START Records for this task

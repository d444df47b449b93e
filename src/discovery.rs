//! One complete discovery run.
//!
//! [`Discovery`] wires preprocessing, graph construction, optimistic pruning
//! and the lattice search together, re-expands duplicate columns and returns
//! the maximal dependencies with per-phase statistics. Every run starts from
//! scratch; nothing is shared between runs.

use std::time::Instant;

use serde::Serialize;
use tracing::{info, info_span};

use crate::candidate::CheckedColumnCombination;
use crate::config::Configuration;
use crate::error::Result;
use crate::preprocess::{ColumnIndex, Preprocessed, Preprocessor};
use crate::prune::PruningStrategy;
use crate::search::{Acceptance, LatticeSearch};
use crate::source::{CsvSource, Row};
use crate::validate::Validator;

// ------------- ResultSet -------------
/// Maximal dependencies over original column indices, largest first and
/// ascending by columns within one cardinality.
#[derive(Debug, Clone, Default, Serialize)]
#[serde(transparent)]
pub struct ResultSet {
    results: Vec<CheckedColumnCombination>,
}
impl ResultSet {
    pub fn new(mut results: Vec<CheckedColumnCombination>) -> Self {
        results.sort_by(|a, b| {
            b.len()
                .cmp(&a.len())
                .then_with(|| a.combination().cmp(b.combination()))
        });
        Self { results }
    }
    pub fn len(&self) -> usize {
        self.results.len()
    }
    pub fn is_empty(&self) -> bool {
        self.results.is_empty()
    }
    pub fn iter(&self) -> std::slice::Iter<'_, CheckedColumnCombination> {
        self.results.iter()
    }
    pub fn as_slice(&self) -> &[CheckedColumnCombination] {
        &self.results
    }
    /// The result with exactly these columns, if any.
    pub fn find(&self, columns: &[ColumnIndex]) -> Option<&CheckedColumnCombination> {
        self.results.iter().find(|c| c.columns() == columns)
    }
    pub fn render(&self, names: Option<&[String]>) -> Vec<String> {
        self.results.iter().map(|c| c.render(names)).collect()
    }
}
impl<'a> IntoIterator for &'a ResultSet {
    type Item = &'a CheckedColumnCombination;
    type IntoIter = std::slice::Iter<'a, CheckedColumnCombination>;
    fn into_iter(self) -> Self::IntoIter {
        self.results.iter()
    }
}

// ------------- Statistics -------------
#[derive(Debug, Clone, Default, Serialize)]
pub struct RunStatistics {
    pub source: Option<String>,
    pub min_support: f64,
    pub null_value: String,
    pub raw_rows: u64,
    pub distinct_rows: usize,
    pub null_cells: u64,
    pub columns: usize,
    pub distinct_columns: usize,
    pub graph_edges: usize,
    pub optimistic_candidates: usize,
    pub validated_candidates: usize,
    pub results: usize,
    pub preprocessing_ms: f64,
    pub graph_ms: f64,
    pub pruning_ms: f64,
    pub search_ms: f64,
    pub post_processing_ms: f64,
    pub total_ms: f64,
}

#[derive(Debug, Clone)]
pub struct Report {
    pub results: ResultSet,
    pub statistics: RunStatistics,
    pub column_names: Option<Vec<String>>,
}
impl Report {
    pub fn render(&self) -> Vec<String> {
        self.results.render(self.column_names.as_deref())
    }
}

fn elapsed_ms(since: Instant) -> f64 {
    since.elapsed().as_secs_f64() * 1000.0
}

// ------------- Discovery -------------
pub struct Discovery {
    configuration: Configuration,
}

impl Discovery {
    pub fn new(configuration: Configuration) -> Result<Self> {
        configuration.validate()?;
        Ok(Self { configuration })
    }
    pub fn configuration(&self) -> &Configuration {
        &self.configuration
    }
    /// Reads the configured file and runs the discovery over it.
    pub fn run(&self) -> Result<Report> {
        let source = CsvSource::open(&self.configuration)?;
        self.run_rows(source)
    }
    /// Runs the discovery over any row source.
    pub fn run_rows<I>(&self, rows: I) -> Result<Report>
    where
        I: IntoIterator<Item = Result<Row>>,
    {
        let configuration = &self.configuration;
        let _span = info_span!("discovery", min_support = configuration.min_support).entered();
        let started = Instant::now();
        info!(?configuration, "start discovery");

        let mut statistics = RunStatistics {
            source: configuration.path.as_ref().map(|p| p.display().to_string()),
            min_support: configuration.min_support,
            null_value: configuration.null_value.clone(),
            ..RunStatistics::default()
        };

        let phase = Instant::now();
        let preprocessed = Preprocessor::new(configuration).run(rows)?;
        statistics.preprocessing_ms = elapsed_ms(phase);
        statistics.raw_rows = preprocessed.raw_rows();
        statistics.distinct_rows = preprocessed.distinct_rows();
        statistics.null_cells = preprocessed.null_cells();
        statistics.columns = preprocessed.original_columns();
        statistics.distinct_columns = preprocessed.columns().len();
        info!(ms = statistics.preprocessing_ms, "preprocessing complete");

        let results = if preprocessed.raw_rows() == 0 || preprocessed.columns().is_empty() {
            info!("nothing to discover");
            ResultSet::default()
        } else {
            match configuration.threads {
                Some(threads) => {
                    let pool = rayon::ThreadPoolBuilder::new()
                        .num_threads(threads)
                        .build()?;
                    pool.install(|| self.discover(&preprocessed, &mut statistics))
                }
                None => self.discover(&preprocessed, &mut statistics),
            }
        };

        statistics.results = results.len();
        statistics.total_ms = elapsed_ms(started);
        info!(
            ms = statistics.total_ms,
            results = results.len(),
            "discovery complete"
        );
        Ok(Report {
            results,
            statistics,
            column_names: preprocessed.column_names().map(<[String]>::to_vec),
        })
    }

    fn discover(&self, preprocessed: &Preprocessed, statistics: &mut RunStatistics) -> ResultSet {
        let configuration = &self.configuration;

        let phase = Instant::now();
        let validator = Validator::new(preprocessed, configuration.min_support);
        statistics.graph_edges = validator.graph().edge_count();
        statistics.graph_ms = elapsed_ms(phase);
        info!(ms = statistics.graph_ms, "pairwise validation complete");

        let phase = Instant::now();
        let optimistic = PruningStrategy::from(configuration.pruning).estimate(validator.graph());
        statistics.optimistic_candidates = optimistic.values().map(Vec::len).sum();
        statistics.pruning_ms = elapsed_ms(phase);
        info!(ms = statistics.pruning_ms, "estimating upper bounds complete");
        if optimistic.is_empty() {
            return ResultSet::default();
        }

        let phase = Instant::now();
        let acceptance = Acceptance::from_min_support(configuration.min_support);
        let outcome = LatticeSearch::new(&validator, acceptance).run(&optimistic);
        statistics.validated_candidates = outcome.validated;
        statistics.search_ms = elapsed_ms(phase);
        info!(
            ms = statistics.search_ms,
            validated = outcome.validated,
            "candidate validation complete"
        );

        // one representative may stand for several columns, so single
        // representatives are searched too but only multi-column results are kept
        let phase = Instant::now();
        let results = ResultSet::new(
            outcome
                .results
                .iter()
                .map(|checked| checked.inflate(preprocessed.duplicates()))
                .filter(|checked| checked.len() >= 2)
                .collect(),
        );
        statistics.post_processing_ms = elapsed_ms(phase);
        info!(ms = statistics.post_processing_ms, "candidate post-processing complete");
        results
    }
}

END Records for this task

## What is required
Line by line, transcribe all of the records exactly.

## Task answer
repository d444df47b449b93e
filename src/discovery.rs
//! One complete discovery run.
//!
//! [`Discovery`] wires preprocessing, graph construction, optimistic pruning
//! and the lattice search together, re-expands duplicate columns and returns
//! the maximal dependencies with per-phase statistics. Every run starts from
//! scratch; nothing is shared between runs.

use std::time::Instant;

use serde::Serialize;
use tracing::{info, info_span};

use crate::candidate::CheckedColumnCombination;
use crate::config::Configuration;
use crate::error::Result;
use crate::preprocess::{ColumnIndex, Preprocessed, Preprocessor};
use crate::prune::PruningStrategy;
use crate::search::{Acceptance, LatticeSearch};
use crate::source::{CsvSource, Row};
use crate::validate::Validator;

// ------------- ResultSet -------------
/// Maximal dependencies over original column indices, largest first and
/// ascending by columns within one cardinality.
#[derive(Debug, Clone, Default, Serialize)]
#[serde(transparent)]
pub struct ResultSet {
    results: Vec<CheckedColumnCombination>,
}
impl ResultSet {
    pub fn new(mut results: Vec<CheckedColumnCombination>) -> Self {
        results.sort_by(|a, b| {
            b.len()
                .cmp(&a.len())
                .then_with(|| a.combination().cmp(b.combination()))
        });
        Self { results }
    }
    pub fn len(&self) -> usize {
        self.results.len()
    }
    pub fn is_empty(&self) -> bool {
        self.results.is_empty()
    }
    pub fn iter(&self) -> std::slice::Iter<'_, CheckedColumnCombination> {
        self.results.iter()
    }
    pub fn as_slice(&self) -> &[CheckedColumnCombination] {
        &self.results
    }
    /// The result with exactly these columns, if any.
    pub fn find(&self, columns: &[ColumnIndex]) -> Option<&CheckedColumnCombination> {
        self.results.iter().find(|c| c.columns() == columns)
    }
    pub fn render(&self, names: Option<&[String]>) -> Vec<String> {
        self.results.iter().map(|c| c.render(names)).collect()
    }
}
impl<'a> IntoIterator for &'a ResultSet {
    type Item = &'a CheckedColumnCombination;
    type IntoIter = std::slice::Iter<'a, CheckedColumnCombination>;
    fn into_iter(self) -> Self::IntoIter {
        self.results.iter()
    }
}

// ------------- Statistics -------------
#[derive(Debug, Clone, Default, Serialize)]
pub struct RunStatistics {
    pub source: Option<String>,
    pub min_support: f64,
    pub null_value: String,
    pub raw_rows: u64,
    pub distinct_rows: usize,
    pub null_cells: u64,
    pub columns: usize,
    pub distinct_columns: usize,
    pub graph_edges: usize,
    pub optimistic_candidates: usize,
    pub validated_candidates: usize,
    pub results: usize,
    pub preprocessing_ms: f64,
    pub graph_ms: f64,
    pub pruning_ms: f64,
    pub search_ms: f64,
    pub post_processing_ms: f64,
    pub total_ms: f64,
}

#[derive(Debug, Clone)]
pub struct Report {
    pub results: ResultSet,
    pub statistics: RunStatistics,
    pub column_names: Option<Vec<String>>,
}
impl Report {
    pub fn render(&self) -> Vec<String> {
        self.results.render(self.column_names.as_deref())
    }
}

fn elapsed_ms(since: Instant) -> f64 {
    since.elapsed().as_secs_f64() * 1000.0
}

// ------------- Discovery -------------
pub struct Discovery {
    configuration: Configuration,
}

impl Discovery {
    pub fn new(configuration: Configuration) -> Result<Self> {
        configuration.validate()?;
        Ok(Self { configuration })
    }
    pub fn configuration(&self) -> &Configuration {
        &self.configuration
    }
    /// Reads the configured file and runs the discovery over it.
    pub fn run(&self) -> Result<Report> {
        let source = CsvSource::open(&self.configuration)?;
        self.run_rows(source)
    }
    /// Runs the discovery over any row source.
    pub fn run_rows<I>(&self, rows: I) -> Result<Report>
    where
        I: IntoIterator<Item = Result<Row>>,
    {
        let configuration = &self.configuration;
        let _span = info_span!("discovery", min_support = configuration.min_support).entered();
        let started = Instant::now();
        info!(?configuration, "start discovery");

        let mut statistics = RunStatistics {
            source: configuration.path.as_ref().map(|p| p.display().to_string()),
            min_support: configuration.min_support,
            null_value: configuration.null_value.clone(),
            ..RunStatistics::default()
        };

        let phase = Instant::now();
        let preprocessed = Preprocessor::new(configuration).run(rows)?;
        statistics.preprocessing_ms = elapsed_ms(phase);
        statistics.raw_rows = preprocessed.raw_rows();
        statistics.distinct_rows = preprocessed.distinct_rows();
        statistics.null_cells = preprocessed.null_cells();
        statistics.columns = preprocessed.original_columns();
        statistics.distinct_columns = preprocessed.columns().len();
        info!(ms = statistics.preprocessing_ms, "preprocessing complete");

        let results = if preprocessed.raw_rows() == 0 || preprocessed.columns().is_empty() {
            info!("nothing to discover");
            ResultSet::default()
        } else {
            match configuration.threads {
                Some(threads) => {
                    let pool = rayon::ThreadPoolBuilder::new()
                        .num_threads(threads)
                        .build()?;
                    pool.install(|| self.discover(&preprocessed, &mut statistics))
                }
                None => self.discover(&preprocessed, &mut statistics),
            }
        };

        statistics.results = results.len();
        statistics.total_ms = elapsed_ms(started);
        info!(
            ms = statistics.total_ms,
            results = results.len(),
            "discovery complete"
        );
        Ok(Report {
            results,
            statistics,
            column_names: preprocessed.column_names().map(<[String]>::to_vec),
        })
    }

    fn discover(&self, preprocessed: &Preprocessed, statistics: &mut RunStatistics) -> ResultSet {
        let configuration = &self.configuration;

        let phase = Instant::now();
        let validator = Validator::new(preprocessed, configuration.min_support);
        statistics.graph_edges = validator.graph().edge_count();
        statistics.graph_ms = elapsed_ms(phase);
        info!(ms = statistics.graph_ms, "pairwise validation complete");

        let phase = Instant::now();
        let optimistic = PruningStrategy::from(configuration.pruning).estimate(validator.graph());
        statistics.optimistic_candidates = optimistic.values().map(Vec::len).sum();
        statistics.pruning_ms = elapsed_ms(phase);
        info!(ms = statistics.pruning_ms, "estimating upper bounds complete");
        if optimistic.is_empty() {
            return ResultSet::default();
        }

        let phase = Instant::now();
        let acceptance = Acceptance::from_min_support(configuration.min_support);
        let outcome = LatticeSearch::new(&validator, acceptance).run(&optimistic);
        statistics.validated_candidates = outcome.validated;
        statistics.search_ms = elapsed_ms(phase);
        info!(
            ms = statistics.search_ms,
            validated = outcome.validated,
            "candidate validation complete"
        );

        // one representative may stand for several columns, so single
        // representatives are searched too but only multi-column results are kept
        let phase = Instant::now();
        let results = ResultSet::new(
            outcome
                .results
                .iter()
                .map(|checked| checked.inflate(preprocessed.duplicates()))
                .filter(|checked| checked.len() >= 2)
                .collect(),
        );
        statistics.post_processing_ms = elapsed_ms(phase);
        info!(ms = statistics.post_processing_ms, "candidate post-processing complete");
        results
    }
}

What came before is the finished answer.